Another problem with this is, lenses are different. Even the same make and model form the same company. The better, higher cost, lenses get better stuff, too. Why would they not? You expect better as you move to "L" level lenses!
However, if you are in good light, I don't think you are going to notice a f2.8 lens vs a f4 being much different. If it is a f4 vs a f5.6, there might be a slight difference. You are getting to that "curve" limiting thingy. Conversely, I doubt you would notice a big difference between a f1.4 vs a f2.8 lens.

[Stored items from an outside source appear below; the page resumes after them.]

//! End-to-end behavior of the noisy gate set.

use ndarray::Array2;
use qscout_gates::unitary::u_rx;
use qscout_gates::{GateArg, GateError, QubitId, native_gates};
use qscout_noise::{
    CallOptions, DepolarizingConvention, NoiseConfig, NoiseError, NoiseModel, NoisyGateSet,
    pauli_transfer, qscout_gate_set,
};
use std::f64::consts::{FRAC_PI_2, PI};

const TOL: f64 = 1e-12;

fn q(i: u32) -> GateArg {
    QubitId(i).into()
}

fn assert_close(a: &Array2<f64>, b: &Array2<f64>, tol: f64) {
    assert_eq!(a.dim(), b.dim());
    for (x, y) in a.iter().zip(b.iter()) {
        assert!((x - y).abs() < tol, "{a:?}\n!=\n{b:?}");
    }
}

#[test]
fn test_noisy_sx_matches_closed_form() {
    let gates = qscout_gate_set(NoiseConfig::default()).unwrap();
    let s = gates.superoperator("Sx", &[q(0)]).unwrap();

    // axis 0 + 1e-2, rotation pi/2 + 1e-2, one unit of depolarization.
    let ideal = pauli_transfer(&qscout_gates::unitary::u_r(1e-2, FRAC_PI_2 + 1e-2)).unwrap();
    let channel = Array2::from_diag(&ndarray::arr1(&[1.0, 0.999, 0.999, 0.999]));
    assert_close(&s, &ideal.dot(&channel), TOL);
}

#[test]
fn test_noiseless_px_is_exact() {
    let gates = qscout_gate_set(NoiseConfig::noiseless()).unwrap();
    let s = gates.superoperator("Px", &[q(0)]).unwrap();
    assert_close(&s, &pauli_transfer(&u_rx(PI)).unwrap(), TOL);
}

#[test]
fn test_z_gate_ignores_noise_rates() {
    let noisy = qscout_gate_set(NoiseConfig::default().with_depolarization(0.5)).unwrap();
    let clean = qscout_gate_set(NoiseConfig::noiseless()).unwrap();
    let opts = CallOptions::new().with_stretch(4.0);
    let args = [q(0), 0.9.into()];
    assert_eq!(
        noisy.superoperator_with("Rz", &args, &opts).unwrap(),
        clean.superoperator("Rz", &args).unwrap()
    );
}

#[test]
fn test_two_qubit_convention_changes_weight_two_terms() {
    let args = [q(0), q(1)];
    let product = qscout_gate_set(NoiseConfig::noiseless().with_depolarization(0.01)).unwrap();
    let uniform = qscout_gate_set(
        NoiseConfig::noiseless()
            .with_depolarization(0.01)
            .with_two_qubit_depolarization(DepolarizingConvention::Uniform),
    )
    .unwrap();

    // Szz is diagonal-preserving on II, IZ, ZI, ZZ.
    let p = product.superoperator("Szz", &args).unwrap();
    let u = uniform.superoperator("Szz", &args).unwrap();
    let d = 0.99f64.powf(10.0);

    let iz = 3;
    let zz = 15;
    assert!((p[[iz, iz]] - d).abs() < TOL);
    assert!((u[[iz, iz]] - d).abs() < TOL);
    assert!((p[[zz, zz]] - d * d).abs() < TOL);
    assert!((u[[zz, zz]] - d).abs() < TOL);
}

#[test]
fn test_custom_registry() {
    let gates = NoisyGateSet::new(native_gates().unwrap(), NoiseModel::default());
    assert!(gates.duration("Sx", &[q(0)]).is_ok());
    assert!(matches!(
        gates.duration("XX", &[q(0), q(1), 0.1.into()]),
        Err(NoiseError::Gate(GateError::UnknownGate(_)))
    ));
    assert!(matches!(
        gates.duration("Sx_stretched", &[q(0), 1.0.into()]),
        Err(NoiseError::Gate(GateError::UnknownGate(_)))
    ));
}

#[test]
fn test_invalid_model_rejected() {
    let config = NoiseConfig::default().with_depolarization(1.2);
    assert!(matches!(
        qscout_gate_set(config),
        Err(NoiseError::InvalidConfig(_))
    ));
}

#[test]
fn test_config_file_feeds_model() {
    let path = std::env::temp_dir().join(format!("qscout-noise-{}.yaml", std::process::id()));
    std::fs::write(
        &path,
        "depolarization: 0.0\nrotation_error: 0.0\nphase_error: 0.0\n",
    )
    .unwrap();

    let config = NoiseConfig::from_file(&path).unwrap();
    std::fs::remove_file(&path).unwrap();

    let gates = qscout_gate_set(config).unwrap();
    let s = gates.superoperator("Sx", &[q(0)]).unwrap();
    let ideal = pauli_transfer(&qscout_gates::unitary::u_r(0.0, FRAC_PI_2)).unwrap();
    assert_close(&s, &ideal, TOL);
}
//! Noise model for the QSCOUT native gates.
//!
//! Each gate is charged a duration proportional to its rotation angle. Over
//! that duration it picks up a systematic over-rotation, an axis offset and
//! depolarization, and the result is returned as a real superoperator in the
//! Pauli basis for a density-matrix emulator to apply.
//!
//! # Example
//!
//! ```rust
//! use qscout_gates::{GateArg, QubitId};
//! use qscout_noise::{NoiseConfig, qscout_gate_set};
//!
//! let gates = qscout_gate_set(NoiseConfig::default()).unwrap();
//! let q0 = GateArg::from(QubitId(0));
//!
//! assert_eq!(gates.duration("Sx", &[q0.clone()]).unwrap(), 1.0);
//! let s = gates.superoperator("Sx", &[q0]).unwrap();
//! assert_eq!(s.dim(), (4, 4));
//! ```

pub mod config;
pub mod error;
pub mod gate_set;
pub mod model;
pub mod pauli;

pub use config::{DepolarizingConvention, NoiseConfig};
pub use error::{NoiseError, NoiseResult};
pub use gate_set::{CallOptions, NoisyGateSet, qscout_gate_set};
pub use model::{NoiseModel, TWO_QUBIT_SLOWDOWN, depolarizing_channel, relative_duration};
pub use pauli::{Superoperator, pauli_transfer};
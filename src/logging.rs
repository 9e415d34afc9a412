//! Logging System
//!
//! Structured logging using the `tracing` crate. Provides configurable log
//! levels, output formats, and destinations.

use crate::error::PublishError;
use serde::{Deserialize, Serialize};
use std::collections::HashMap;
use std::path::PathBuf;
use std::sync::Mutex;
use tracing_subscriber::fmt::time::ChronoUtc;
use tracing_subscriber::fmt::writer::{BoxMakeWriter, MakeWriterExt};
use tracing_subscriber::{fmt, layer::SubscriberExt, util::SubscriberInitExt, EnvFilter, Registry};

/// Logging configuration
#[derive(Debug, Clone, PartialEq, Serialize, Deserialize)]
pub struct LoggingConfig {
    /// Whether logging is enabled (default: true)
    #[serde(default = "default_true")]
    pub enabled: bool,

    /// Log level: trace, debug, info, warn, error, off
    #[serde(default = "default_log_level")]
    pub level: String,

    /// Output format: json, text (default: text)
    #[serde(default = "default_format")]
    pub format: String,

    /// Output destination: stdout, stderr, file, file+stderr
    #[serde(default = "default_output")]
    pub output: String,

    /// Log file path, required when output includes file
    #[serde(default)]
    pub file: Option<PathBuf>,

    /// Enable colored output (text format only)
    #[serde(default = "default_true")]
    pub color: bool,

    /// Module-specific log levels
    #[serde(default)]
    pub modules: HashMap<String, String>,
}

fn default_log_level() -> String {
    "info".to_string()
}

fn default_format() -> String {
    "text".to_string()
}

fn default_output() -> String {
    "stderr".to_string()
}

fn default_true() -> bool {
    true
}

impl Default for LoggingConfig {
    fn default() -> Self {
        Self {
            enabled: default_true(),
            level: default_log_level(),
            format: default_format(),
            output: default_output(),
            file: None,
            color: default_true(),
            modules: HashMap::new(),
        }
    }
}

/// Initialize the logging system
///
/// Priority order (highest to lowest):
/// 1. Environment variables (PUBLISH_GATE_LOG, PUBLISH_GATE_LOG_FORMAT, PUBLISH_GATE_LOG_OUTPUT)
/// 2. Configuration
/// 3. Defaults
///
/// Fails if a global subscriber is already installed.
pub fn init_logging(config: Option<&LoggingConfig>) -> Result<(), PublishError> {
    let disabled = config.map(|c| !c.enabled).unwrap_or(false);
    if disabled {
        return Registry::default()
            .with(EnvFilter::new("off"))
            .try_init()
            .map_err(|e| PublishError::Logging(e.to_string()));
    }

    let filter = build_env_filter(config)?;
    let format = determine_format(config)?;
    let output = determine_output(config)?;
    let use_color = config.map(|c| c.color).unwrap_or(true);
    let writer = build_writer(&output, config.and_then(|c| c.file.clone()))?;

    let base_subscriber = Registry::default().with(filter);
    let result = if format == "json" {
        base_subscriber
            .with(
                fmt::layer()
                    .json()
                    .with_target(true)
                    .with_timer(ChronoUtc::rfc_3339())
                    .with_writer(writer),
            )
            .try_init()
    } else {
        base_subscriber
            .with(
                fmt::layer()
                    .with_target(true)
                    .with_timer(ChronoUtc::rfc_3339())
                    .with_ansi(use_color && !output.file)
                    .with_writer(writer),
            )
            .try_init()
    };
    result.map_err(|e| PublishError::Logging(e.to_string()))
}

/// Build environment filter from config or environment variables
fn build_env_filter(config: Option<&LoggingConfig>) -> Result<EnvFilter, PublishError> {
    if let Ok(filter) = EnvFilter::try_from_env("PUBLISH_GATE_LOG") {
        return Ok(filter);
    }

    let level = config.map(|c| c.level.as_str()).unwrap_or("info");
    if level == "off" {
        return Ok(EnvFilter::new("off"));
    }

    let mut filter = EnvFilter::new(level);
    if let Some(config) = config {
        for (module, module_level) in &config.modules {
            let directive = format!("{}={}", module, module_level);
            filter = filter.add_directive(
                directive
                    .parse()
                    .map_err(|e| PublishError::Logging(format!("Invalid log directive: {}", e)))?,
            );
        }
    }

    Ok(filter)
}

/// Determine output format from config or environment
fn determine_format(config: Option<&LoggingConfig>) -> Result<String, PublishError> {
    if let Ok(format) = std::env::var("PUBLISH_GATE_LOG_FORMAT") {
        if format == "json" || format == "text" {
            return Ok(format);
        }
    }

    let format = config.map(|c| c.format.as_str()).unwrap_or("text");
    if format != "json" && format != "text" {
        return Err(PublishError::Logging(format!(
            "Invalid log format: {} (must be 'json' or 'text')",
            format
        )));
    }

    Ok(format.to_string())
}

/// Output destinations
#[derive(Debug)]
struct OutputDestinations {
    stdout: bool,
    stderr: bool,
    file: bool,
}

/// Determine output destinations from config or environment
fn determine_output(config: Option<&LoggingConfig>) -> Result<OutputDestinations, PublishError> {
    if let Ok(output) = std::env::var("PUBLISH_GATE_LOG_OUTPUT") {
        return parse_output_destinations(&output);
    }
    let output = config.map(|c| c.output.as_str()).unwrap_or("stderr");
    parse_output_destinations(output)
}

fn parse_output_destinations(output: &str) -> Result<OutputDestinations, PublishError> {
    match output {
        "stdout" => Ok(OutputDestinations {
            stdout: true,
            stderr: false,
            file: false,
        }),
        "stderr" => Ok(OutputDestinations {
            stdout: false,
            stderr: true,
            file: false,
        }),
        "file" => Ok(OutputDestinations {
            stdout: false,
            stderr: false,
            file: true,
        }),
        "file+stderr" => Ok(OutputDestinations {
            stdout: false,
            stderr: true,
            file: true,
        }),
        _ => Err(PublishError::Logging(format!(
            "Invalid log output: {} (must be 'stdout', 'stderr', 'file', or 'file+stderr')",
            output
        ))),
    }
}

fn build_writer(
    output: &OutputDestinations,
    file: Option<PathBuf>,
) -> Result<BoxMakeWriter, PublishError> {
    if !output.file {
        return Ok(if output.stdout {
            BoxMakeWriter::new(std::io::stdout)
        } else {
            BoxMakeWriter::new(std::io::stderr)
        });
    }

    let path = file.ok_or_else(|| {
        PublishError::Logging("Log output includes 'file' but no log file is set".to_string())
    })?;
    if let Some(parent) = path.parent() {
        if !parent.as_os_str().is_empty() {
            std::fs::create_dir_all(parent).map_err(|e| PublishError::io(parent, e))?;
        }
    }
    let log_file = std::fs::OpenOptions::new()
        .create(true)
        .append(true)
        .open(&path)
        .map_err(|e| PublishError::io(&path, e))?;
    let file_writer = Mutex::new(log_file);

    Ok(if output.stderr {
        BoxMakeWriter::new(file_writer.and(std::io::stderr))
    } else {
        BoxMakeWriter::new(file_writer)
    })
}
//! MergeService: orchestrates sources, applies merge policy, deserializes to PublishConfig.

use crate::config::sources::{environment, workspace_file};
use crate::config::PublishConfig;
use config::{ConfigError, File, FileFormat};
use std::path::Path;

use super::merge_policy;

/// Merge service for config composition.
pub struct MergeService;

impl MergeService {
    /// Load config from workspace and environment.
    /// Precedence: defaults (lowest) -> workspace file -> environment (highest).
    pub fn load(workspace_root: &Path) -> Result<PublishConfig, ConfigError> {
        let builder = merge_policy::builder_with_defaults()?;
        let builder = workspace_file::add_to_builder(builder, workspace_root)?;
        let builder = environment::add_to_builder(builder)?;

        let config = builder.build()?;
        config.try_deserialize()
    }

    /// Load config from a specific file with environment overlay.
    pub fn load_from_file(path: &Path) -> Result<PublishConfig, ConfigError> {
        let builder = merge_policy::builder_with_defaults()?;
        let builder = builder.add_source(File::from(path).format(FileFormat::Toml));
        let builder = environment::add_to_builder(builder)?;

        let config = builder.build()?;
        config.try_deserialize()
    }
}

As I said, I have had many, many lenses and access to dozens more at work and I don't ever recall the aperture being the reason a lens AF was slower. (Keeping you are not doing a f2 vs f8 of course.) There are just way too many other factors to calculate. I can give you another example. I have the EF 50mm f1.2L II and it is the slowest AF lens I have used in a very long time. So there you are?
05-24-2015 11:34 AM
This paragraph from John's reference is worth noting, andaddresses my original question.
The Effect of Lens Aperture
No matter what the sensor type, however, it will usually be more accurate with a wider aperture lens. Remember, during autofocus the camera automatically opens the lens to its widest aperture, only closing it down to the aperture you’ve chosen just before the shutter curtain opens. Phase detection autofocus is more accurate when the light beams are entering from a wider angle. In the schematic below beams from an f/2.8 lens (blue) would enter at a wider angle than those of an f/4 lens (red), which are still wider than an f/5.6 lens (yellow). By f/8, only the most accurate sensors (usually only the center point on the more expensive bodies) can function at all, but even then focus may be slow and inaccurate. This is the reason our f/5.6 lenses stop autofocusing when we try to add a teleconverter, which changes them to f/8 or f/11 lenses.